[Work item]
The entries below contain a stretch that opens with the line containing "callback(element);" and closes with the line containing "(generator only) ─────────────────────────────────────────"; set down that stretch exactly, both ends included, and nothing else.
### Provided information ###
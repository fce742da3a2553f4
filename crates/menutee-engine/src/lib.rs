//! Menutee engine crate.
//!
//! Host-facing pieces the menu layer sits on: logging, frame timing with
//! deferred tasks, platform-agnostic input mediation, and the cursor/time
//! controls a menu stack drives. Nothing here knows about menus.

pub mod core;
pub mod input;
pub mod time;

pub mod logging;
pub mod paint;
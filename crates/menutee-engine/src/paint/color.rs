/// Linear premultiplied RGBA color.
///
/// Invariant:
/// - `rgb` components are expected to be multiplied by `a` (premultiplied alpha).
#[derive(Debug, Copy, Clone, Default, PartialEq)]
pub struct Color {
    pub r: f32, // premultiplied
    pub g: f32, // premultiplied
    pub b: f32, // premultiplied
    pub a: f32,
}

impl Color {
    pub const WHITE: Color = Color { r: 1.0, g: 1.0, b: 1.0, a: 1.0 };
    pub const BLACK: Color = Color { r: 0.0, g: 0.0, b: 0.0, a: 1.0 };

    #[inline]
    pub const fn transparent() -> Self {
        Self { r: 0.0, g: 0.0, b: 0.0, a: 0.0 }
    }

    /// Creates a premultiplied color from straight sRGB bytes (`0`–`255`).
    ///
    /// Preferred constructor for colors coming from hex literals.
    #[inline]
    pub fn from_srgb_u8(r: u8, g: u8, b: u8, a: u8) -> Self {
        Self::from_straight(r as f32 / 255.0, g as f32 / 255.0, b as f32 / 255.0, a as f32 / 255.0)
    }

    /// Creates a premultiplied color from premultiplied components.
    #[inline]
    pub const fn from_premul(r: f32, g: f32, b: f32, a: f32) -> Self {
        Self { r, g, b, a }
    }

    /// Creates a premultiplied color from straight alpha components.
    #[inline]
    pub fn from_straight(r: f32, g: f32, b: f32, a: f32) -> Self {
        let a = a.clamp(0.0, 1.0);
        Self {
            r: (r.clamp(0.0, 1.0)) * a,
            g: (g.clamp(0.0, 1.0)) * a,
            b: (b.clamp(0.0, 1.0)) * a,
            a,
        }
    }

    /// Returns a straight-alpha representation.
    ///
    /// For `a == 0`, RGB is returned as 0.
    #[inline]
    pub fn to_straight(self) -> (f32, f32, f32, f32) {
        if self.a <= 0.0 {
            (0.0, 0.0, 0.0, 0.0)
        } else {
            let inv = 1.0 / self.a;
            (self.r * inv, self.g * inv, self.b * inv, self.a)
        }
    }

    /// Multiplies every channel by `factor` and clamps the result.
    ///
    /// Selectable themes use this for their color multiplier.
    #[inline]
    pub fn scaled(self, factor: f32) -> Self {
        Self { r: self.r * factor, g: self.g * factor, b: self.b * factor, a: self.a * factor }
            .clamped()
    }

    /// Linear interpolation in premultiplied space; `t` is clamped to [0, 1].
    #[inline]
    pub fn lerp(self, other: Color, t: f32) -> Self {
        let t = t.clamp(0.0, 1.0);
        Self {
            r: self.r + (other.r - self.r) * t,
            g: self.g + (other.g - self.g) * t,
            b: self.b + (other.b - self.b) * t,
            a: self.a + (other.a - self.a) * t,
        }
    }

    /// Clamps all channels to [0, 1] and enforces premultiplication.
    #[inline]
    pub fn clamped(self) -> Self {
        let a = self.a.clamp(0.0, 1.0);

        // Clamp premultiplied rgb so it cannot exceed alpha.
        let r = self.r.clamp(0.0, a);
        let g = self.g.clamp(0.0, a);
        let b = self.b.clamp(0.0, a);

        Self { r, g, b, a }
    }
}
//! Live panel instances.

use crate::config::panel::PanelCallback;
use crate::config::widget::DisplayCallback;
use crate::config::PrefabId;
use crate::event::{EventResult, UiEvent};
use crate::focus::{ElementId, FocusManager};
use crate::widget::Element;

/// A supplemental object as it exists at runtime: shown exactly when its
/// panel is.
#[derive(Debug, Clone, PartialEq, Eq)]
pub struct SupplementalInstance {
    pub name: String,
    pub visible: bool,
}

/// One screen of a live menu: its widgets, their focus handles and the
/// panel's default selectable.
///
/// Owned by the [`crate::manager::MenuManager`] that created it.
pub struct PanelManager {
    key: String,
    prefab: Option<PrefabId>,
    active: bool,
    elements: Vec<Element>,
    /// `(element index, callback)`, run each time the panel is shown.
    widget_display_callbacks: Vec<(usize, DisplayCallback)>,
    /// Widgets the factory could not create.
    inert_keys: Vec<String>,
    supplemental: Vec<SupplementalInstance>,
    selectables: Vec<ElementId>,
    default_input: Option<ElementId>,
    display_callback: Option<PanelCallback>,
}

impl PanelManager {
    pub(crate) fn new(key: impl Into<String>, prefab: Option<PrefabId>) -> Self {
        Self {
            key: key.into(),
            prefab,
            active: false,
            elements: Vec::new(),
            widget_display_callbacks: Vec::new(),
            inert_keys: Vec::new(),
            supplemental: Vec::new(),
            selectables: Vec::new(),
            default_input: None,
            display_callback: None,
        }
    }

    pub fn key(&self) -> &str {
        &self.key
    }

    pub fn prefab(&self) -> Option<&PrefabId> {
        self.prefab.as_ref()
    }

    pub fn is_active(&self) -> bool {
        self.active
    }

    // ── elements ──────────────────────────────────────────────────────────

    pub fn elements(&self) -> &[Element] {
        &self.elements
    }

    pub fn element(&self, key: &str) -> Option<&Element> {
        self.elements.iter().find(|e| e.key() == key)
    }

    pub fn element_mut(&mut self, key: &str) -> Option<&mut Element> {
        self.elements.iter_mut().find(|e| e.key() == key)
    }

    pub fn element_by_id(&self, id: ElementId) -> Option<&Element> {
        self.elements.iter().find(|e| e.selectable() == Some(id))
    }

    pub fn element_by_id_mut(&mut self, id: ElementId) -> Option<&mut Element> {
        self.elements.iter_mut().find(|e| e.selectable() == Some(id))
    }

    /// `true` if `id` is one of this panel's selectables.
    pub fn contains(&self, id: ElementId) -> bool {
        self.selectables.contains(&id)
    }

    /// Selectables in navigation order.
    pub fn selectables(&self) -> &[ElementId] {
        &self.selectables
    }

    pub fn default_input(&self) -> Option<ElementId> {
        self.default_input
    }

    pub fn set_default_input(&mut self, id: Option<ElementId>) {
        self.default_input = id;
    }

    pub fn inert_keys(&self) -> &[String] {
        &self.inert_keys
    }

    pub fn supplemental(&self) -> &[SupplementalInstance] {
        &self.supplemental
    }

    /// `true` if any widget wants the cancel input for itself right now.
    pub fn consumes_cancel(&self) -> bool {
        self.elements.iter().any(Element::consumes_cancel)
    }

    /// Routes `event` to the element owning `id`.
    pub fn dispatch(&mut self, id: ElementId, event: &UiEvent) -> EventResult {
        match self.element_by_id_mut(id) {
            Some(element) => element.on_event(event),
            None => EventResult::Ignored,
        }
    }

    /// Routes cancel to whichever widgets are consuming it.
    pub fn dispatch_cancel(&mut self) {
        for element in self.elements.iter_mut().filter(|e| e.consumes_cancel()) {
            element.on_event(&UiEvent::Cancel);
        }
    }

    /// Lets every widget pull in external changes.
    pub fn refresh(&mut self) {
        for element in &mut self.elements {
            element.refresh();
        }
    }

    // ── visibility ────────────────────────────────────────────────────────

    /// Shows or hides the panel. Showing enables its selectables in `focus`
    /// and runs the display callbacks; hiding disables them.
    pub fn set_panel_active(&mut self, active: bool, focus: &mut FocusManager) {
        let was_active = self.active;
        self.active = active;
        for &id in &self.selectables {
            focus.set_enabled(id, active);
        }
        for object in &mut self.supplemental {
            object.visible = active;
        }
        if active && !was_active {
            log::debug!("panel `{}` shown", self.key);
            for (index, callback) in &mut self.widget_display_callbacks {
                if let Some(element) = self.elements.get_mut(*index) {
                    callback(element);
                }
            }
            if let Some(mut callback) = self.display_callback.take() {
                callback(self);
                self.display_callback = Some(callback);
            }
        }
    }

    // ── assembly (generator only) ─────────────────────────────────────────

    pub(crate) fn push_element(&mut self, element: Element, display: Option<DisplayCallback>) {
        if let Some(id) = element.selectable() {
            self.selectables.push(id);
        }
        if let Some(display) = display {
            self.widget_display_callbacks.push((self.elements.len(), display));
        }
        self.elements.push(element);
    }

    pub(crate) fn mark_inert(&mut self, key: &str) {
        self.inert_keys.push(key.to_string());
    }

    pub(crate) fn add_supplemental(&mut self, name: &str) {
        self.supplemental.push(SupplementalInstance { name: name.to_string(), visible: false });
    }

    pub(crate) fn set_display_callback(&mut self, callback: Option<PanelCallback>) {
        self.display_callback = callback;
    }

    pub(crate) fn add_selectable(&mut self, id: ElementId) {
        if !self.selectables.contains(&id) {
            self.selectables.push(id);
        }
    }
}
###
[Expected answer]
                    callback(element);
                }
            }
            if let Some(mut callback) = self.display_callback.take() {
                callback(self);
                self.display_callback = Some(callback);
            }
        }
    }

    // ── assembly (generator only) ─────────────────────────────────────────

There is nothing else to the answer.